Amazon.com Inc. has asked a court to force the government to hand over documents related to Defense Secretary Mark Esper’s decision to recuse himself from making decisions on a US$10 billion cloud-services contract.
In a court filing made public on Friday, Amazon seeks a trove of documents to bolster its challenge of the Pentagon’s Joint Enterprise Defense Infrastructure, or JEDI, cloud contract that was awarded to Microsoft Corp. in October.
Amazon Web Services, Amazon’s cloud unit, is also asking the U.S Court of Federal Claims to require the government to turn over materials that shed light on the role that Stacy Cummings, a deputy assistant secretary of defense, played in the procurement.
Cummings communicated with the team evaluating JEDI bids and worked on preparations for JEDI-related meetings involving Esper, the lawsuit said. She recused herself from working on the procurement in September 2019, according to the lawsuit.
In a previous filing, government lawyers argued that Amazon is “not entitled” to all materials relating to the recusals of Cummings and Esper. They added that Cummings had a conflict with Microsoft, that “did not impact the procurement.”
Other files Amazon seeks include “informal notes” between the bid selection team members, JEDI-related content on digital channels and procurement documents that were presented to Esper and Deputy Secretary David Norquist.
Representatives for the Defense Department and Microsoft didn’t immediately respond to requests for comment.
Amazon filed a lawsuit in November in the U.S. Court of Federal Claims alleging that the Defense Department failed to fairly judge its bid because President Donald Trump viewed Amazon Chief Executive Officer Jeff Bezos as his “political enemy.”
Amazon asked the court earlier this month to allow it to question Trump, Esper, former Defense Secretary James Mattis, and Dana Deasy, the Pentagon’s chief information officer.

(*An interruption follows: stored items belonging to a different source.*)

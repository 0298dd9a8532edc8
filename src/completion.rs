//! Tab completion for the interactive prompt.
//!
//! Candidates come from one of three sources, chosen by the shape of the
//! token under the cursor:
//!
//! - `~` or `~/...`: entries of the home directory (or below it), shown with
//!   the `~` prefix kept.
//! - the first word on the line, with no `/`: known command names.
//! - anything else: filesystem paths relative to the session directory.
//!
//! Directories get a trailing `/`. Candidate lists are deduplicated and sorted.

use crate::session::KnownCommands;
use rustyline::completion::{Completer, Pair};
use rustyline::highlight::Highlighter;
use rustyline::hint::Hinter;
use rustyline::validate::Validator;
use rustyline::{Context, Helper};
use std::collections::BTreeSet;
use std::fs;
use std::path::{Path, PathBuf};
use std::sync::Arc;
use tracing::debug;

const SEPARATOR: char = '/';

/// Computes completion candidates for a token of an input line.
#[derive(Debug, Clone)]
pub struct CompletionEngine {
    commands: Arc<KnownCommands>,
    home: Option<PathBuf>,
    cwd: PathBuf,
    matches: Vec<String>,
}

impl CompletionEngine {
    pub fn new(commands: Arc<KnownCommands>, home: Option<PathBuf>, cwd: PathBuf) -> Self {
        Self {
            commands,
            home,
            cwd,
            matches: Vec::new(),
        }
    }

    pub fn set_cwd(&mut self, cwd: &Path) {
        if self.cwd != cwd {
            self.cwd = cwd.to_path_buf();
        }
    }

    /// Readline-style completion entry point.
    ///
    /// `state == 0` recomputes the candidate list for
    /// `line[token_start..token_end]`; every call returns the `state`-th
    /// candidate of the current list, or `None` past its end.
    pub fn complete(
        &mut self,
        line: &str,
        token_start: usize,
        token_end: usize,
        state: usize,
    ) -> Option<String> {
        if state == 0 {
            self.matches = self.candidates(line, token_start, token_end);
        }
        self.matches.get(state).cloned()
    }

    /// All candidates for `line[token_start..token_end]`.
    pub fn candidates(&self, line: &str, token_start: usize, token_end: usize) -> Vec<String> {
        let Some(token) = line.get(token_start..token_end) else {
            return Vec::new();
        };
        let before = line.get(..token_start).unwrap_or_default();

        let found = if token.starts_with('~') {
            self.home_candidates(token)
        } else if before.trim().is_empty() && !token.contains(SEPARATOR) {
            self.commands
                .starting_with(token)
                .map(str::to_string)
                .collect()
        } else {
            path_candidates(&self.cwd, token, "")
        };

        debug!("Completion for {:?}: {} candidates", token, found.len());
        found.into_iter().collect()
    }

    fn home_candidates(&self, token: &str) -> BTreeSet<String> {
        let Some(home) = &self.home else {
            return BTreeSet::new();
        };
        let rest = &token[1..];
        if rest.is_empty() {
            return path_candidates(home, "", "~/");
        }
        match rest.strip_prefix(SEPARATOR) {
            Some(relative) => path_candidates(home, relative, "~/"),
            // ~user forms are not expanded.
            None => BTreeSet::new(),
        }
    }
}

/// Entries of `base/<dir part of token>` whose names start with the token's
/// last component. Each candidate is `display_prefix` + the token's dir part +
/// the entry name.
fn path_candidates(base: &Path, token: &str, display_prefix: &str) -> BTreeSet<String> {
    let (dir_part, fragment) = match token.rfind(SEPARATOR) {
        Some(idx) => token.split_at(idx + 1),
        None => ("", token),
    };
    let dir = if dir_part.is_empty() {
        base.to_path_buf()
    } else {
        base.join(dir_part)
    };

    let entries = match fs::read_dir(&dir) {
        Ok(entries) => entries,
        Err(e) => {
            debug!("Cannot list {:?} for completion: {}", dir, e);
            return BTreeSet::new();
        }
    };

    let mut found = BTreeSet::new();
    for entry in entries.flatten() {
        let Some(name) = entry.file_name().to_str().map(str::to_string) else {
            continue;
        };
        if !name.starts_with(fragment) {
            continue;
        }
        let mut candidate = format!("{display_prefix}{dir_part}{name}");
        if entry.path().is_dir() {
            candidate.push(SEPARATOR);
        }
        found.insert(candidate);
    }
    found
}

/// Byte index where the whitespace-delimited token ending at `pos` starts.
pub fn token_start(line: &str, pos: usize) -> usize {
    let head = line.get(..pos).unwrap_or(line);
    head.char_indices()
        .rev()
        .find(|(_, c)| c.is_whitespace())
        .map(|(idx, c)| idx + c.len_utf8())
        .unwrap_or(0)
}

/// Line-editor glue: completion only, no hints or highlighting.
pub struct ShellHelper {
    engine: CompletionEngine,
}

impl ShellHelper {
    pub fn new(engine: CompletionEngine) -> Self {
        Self { engine }
    }

    pub fn set_cwd(&mut self, cwd: &Path) {
        self.engine.set_cwd(cwd);
    }
}

impl Helper for ShellHelper {}

impl Completer for ShellHelper {
    type Candidate = Pair;

    fn complete(
        &self,
        line: &str,
        pos: usize,
        _ctx: &Context<'_>,
    ) -> rustyline::Result<(usize, Vec<Pair>)> {
        let start = token_start(line, pos);
        let candidates = self
            .engine
            .candidates(line, start, pos)
            .into_iter()
            .map(|candidate| Pair {
                display: candidate.clone(),
                replacement: candidate,
            })
            .collect();
        Ok((start, candidates))
    }
}

impl Hinter for ShellHelper {
    type Hint = String;
}

impl Highlighter for ShellHelper {}

impl Validator for ShellHelper {}
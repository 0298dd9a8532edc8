//! Crust - an interactive shell with an integrated assistant.
//!
//! Every input line is classified and routed to exactly one handler:
//!
//! - **Built-ins** (`ls`, `df -h`, `lsusb`, `about`, `troubleshooting`,
//!   `capk <pkg>`, `cd <dir>`) are handled in-process.
//! - **Questions** (lines starting with `.question`) go to a conversational
//!   assistant that may ask to run commands, overwrite files or read files.
//!   Running a command or overwriting a file always needs a yes/no approval.
//! - **Everything else** runs as `<interpreter> -c <line>`, where the
//!   interpreter (python3, bash, zsh, fish) is picked by a keyword classifier.
//!
//! # Architecture
//!
//! - [`shell`] - The read/route/handle loop and its exit paths
//! - [`dispatch`] - Pure line classification into a [`dispatch::Route`]
//! - [`session`] - Per-shell state: cwd, conversation, history, known commands
//! - [`language`] - Keyword classifier choosing the interpreter
//! - [`executor`] - Foreground and captured process execution
//! - [`assistant`] - Conversation management and directive actioning
//! - [`directives`] - Parser for `EXECUTE` / `EDIT-FILE` / `READ-FILE` lines
//! - [`conversation`] - Role-tagged message history
//! - [`chat_client`] - Remote chat service (Cohere, or an offline mock)
//! - [`approval`] - Yes/no gate for side effects requested by the assistant
//! - [`dir_search`] - Cycle-safe directory search used by `cd`
//! - [`completion`] - Tab completion for commands and paths
//! - [`history`] - Bounded, persisted input history
//! - [`builtins`], [`table`] - Table-rendering built-ins
//! - [`aur`] - PKGBUILD security review for `capk`
//! - [`prompt`] - Prompt string with git information
//! - [`config`] - TOML configuration and environment overrides
//! - [`http_client`] - HTTP abstraction
//!
//! # Example
//!
//! ```ignore
//! use crust::dispatch::{route, Route};
//! use crust::language::{classify, Language};
//!
//! assert_eq!(route("cd projects", ".question"), Route::ChangeDir("projects"));
//! assert_eq!(classify("import os; print(os.name)"), Language::Python);
//! ```
//!
//! # Configuration
//!
//! ```bash
//! # Store the Cohere API key in ~/.crust/config.toml
//! crust --set-api-key <key>
//!
//! # Try the shell without a key
//! CRUST_USE_MOCK=1 crust
//!
//! # Review an AUR package without starting the shell
//! crust capk yay
//! ```

pub mod approval;
pub mod assistant;
pub mod aur;
pub mod builtins;
pub mod chat_client;
pub mod completion;
pub mod config;
pub mod conversation;
pub mod dir_search;
pub mod directives;
pub mod dispatch;
pub mod executor;
pub mod history;
pub mod http_client;
pub mod language;
pub mod prompt;
pub mod session;
pub mod shell;
pub mod table;
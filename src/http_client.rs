//! HTTP client abstraction for the chat service and package lookups.
//!
//! A trait over reqwest so the assistant and the AUR check can be tested
//! against canned responses.

use anyhow::{anyhow, Result};
use async_trait::async_trait;
use reqwest::Client;

/// Minimal HTTP surface used by the shell.
///
/// # Example
///
/// ```ignore
/// use crust::http_client::{HttpClient, ReqwestHttpClient};
///
/// let client = ReqwestHttpClient::new();
/// let pkgbuild = client.get_text("https://aur.archlinux.org/...").await?;
/// ```
#[async_trait]
pub trait HttpClient: Send + Sync {
    /// Sends a POST request with a JSON body and returns the response text.
    async fn post_json(
        &self,
        url: &str,
        headers: &[(&str, &str)],
        body: &serde_json::Value,
    ) -> Result<String>;

    /// Sends a GET request and returns the response text.
    ///
    /// Non-success status codes are errors.
    async fn get_text(&self, url: &str) -> Result<String>;
}

/// Production client backed by reqwest.
pub struct ReqwestHttpClient {
    client: Client,
}

impl ReqwestHttpClient {
    pub fn new() -> Self {
        Self {
            client: Client::new(),
        }
    }
}

impl Default for ReqwestHttpClient {
    fn default() -> Self {
        Self::new()
    }
}

#[async_trait]
impl HttpClient for ReqwestHttpClient {
    async fn post_json(
        &self,
        url: &str,
        headers: &[(&str, &str)],
        body: &serde_json::Value,
    ) -> Result<String> {
        let mut request = self.client.post(url);

        for (key, value) in headers {
            request = request.header(*key, *value);
        }

        let response = request.json(body).send().await?;
        Ok(response.text().await?)
    }

    async fn get_text(&self, url: &str) -> Result<String> {
        let response = self.client.get(url).send().await?;
        let status = response.status();
        if !status.is_success() {
            return Err(anyhow!("GET {} returned {}", url, status));
        }
        Ok(response.text().await?)
    }
}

In August 2019, the newly confirmed Esper ordered a review of the procurement after Trump endorsed criticism that the Pentagon had given Amazon an unfair advantage with the contract’s design.
The Pentagon announced in October that Esper would recuse himself from any decisions involving the contract to avoid the appearance of a conflict of interest. Esper’s son worked as a consultant for International Business Machines Corp., which along with Oracle Corp., had earlier been eliminated from the competition.
Three days after Esper’s recusal, the Pentagon announced it had chosen Microsoft, an upset victory for the company that many in the industry viewed as a distant second to Amazon.
“A complete factual record on the bases for these recusals is especially critical in light of the well-grounded allegations AWS has made about the troubling circumstances surrounding the recusals of DoD personnel,” the lawsuit said.
The Pentagon’s JEDI project is designed to consolidate the department’s cloud computing infrastructure and modernize its technology systems. Earlier this month, a judge agreed to block Microsoft from working on the contract while Amazon’s lawsuit is being litigated.